Synthesis and biological evaluation of thio-benzodiazepines as novel small molecule inhibitors of the p53–MDM2 protein–protein interaction

A series of thio-benzodiazepine p53–MDM2 inhibitors were designed and synthesized based on the principle of bioisosterism. Most of the thio-benzodiazepines had nanomolar to micromolar affinity toward MDM2. Particularly, compounds 8a (Ki = 0.52μM) and 8f (Ki = 0.32μM) showed binding activity comparable to the positive drug nutlin-3a (Ki = 0.23μM). Meanwhile, compound 8j exhibited excellent antitumor activity against the U-2 OS human osteosarcoma cell line with an IC50 value of 1.06μM, which was about 23 times higher than that of nutlin-3a. The docking model also successfully predicted that this class of compounds mimicked three p53 critical residues binding to MDM2. The thio-benzodiazepines represent a promising class of non-peptide inhibitors of the p53–MDM2 interaction.

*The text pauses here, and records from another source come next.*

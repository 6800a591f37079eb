/// Progress reporting for long-running pipeline work.
///
/// The capture loop runs on unbounded streams, so progress is reported as
/// counters and periodic summaries rather than percentages.
pub trait PipelineLogger: Send {
    /// A frame finished processing.
    fn frame(&mut self, index: usize);

    /// A named stage took `ms` milliseconds on the current frame.
    fn timing(&mut self, stage: &str, ms: f64);

    /// A named counter changed (records created, detections seen).
    fn metric(&mut self, name: &str, value: u64);

    /// Free-form progress note.
    fn info(&mut self, message: &str);

    /// Final summary once the stream ends or is stopped.
    fn summary(&mut self, message: &str);
}

/// Discards all progress. Used by tests and embedding callers.
pub struct NullPipelineLogger;

impl PipelineLogger for NullPipelineLogger {
    fn frame(&mut self, _index: usize) {}
    fn timing(&mut self, _stage: &str, _ms: f64) {}
    fn metric(&mut self, _name: &str, _value: u64) {}
    fn info(&mut self, _message: &str) {}
    fn summary(&mut self, _message: &str) {}
}

/// Logs progress through the `log` facade.
///
/// Frame ticks are sampled to one line per `interval` frames; timings go to
/// debug so normal runs stay quiet.
pub struct LogPipelineLogger {
    interval: usize,
}

impl LogPipelineLogger {
    pub fn new(interval: usize) -> Self {
        Self {
            interval: interval.max(1),
        }
    }
}

impl Default for LogPipelineLogger {
    fn default() -> Self {
        Self::new(100)
    }
}

impl PipelineLogger for LogPipelineLogger {
    fn frame(&mut self, index: usize) {
        if index % self.interval == 0 {
            log::info!("Processed frame {index}");
        }
    }

    fn timing(&mut self, stage: &str, ms: f64) {
        log::debug!("{stage}: {ms:.1}ms");
    }

    fn metric(&mut self, name: &str, value: u64) {
        log::debug!("{name}: {value}");
    }

    fn info(&mut self, message: &str) {
        log::info!("{message}");
    }

    fn summary(&mut self, message: &str) {
        log::info!("{message}");
    }
}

A series of thio-benzodiazepine p53–MDM2 inhibitors were designed and synthesized based on the principle of bioisosterism. Most of the thio-benzodiazepines showed high inhibitory activity. [Display omitted] ▸ Thio-benzodiazepines were designed and synthesized. ▸ Most compounds showed good antitumor activity and binding affinity. ▸ We proposed a binding model for the thio-benzodiazepine–MDM2 complex.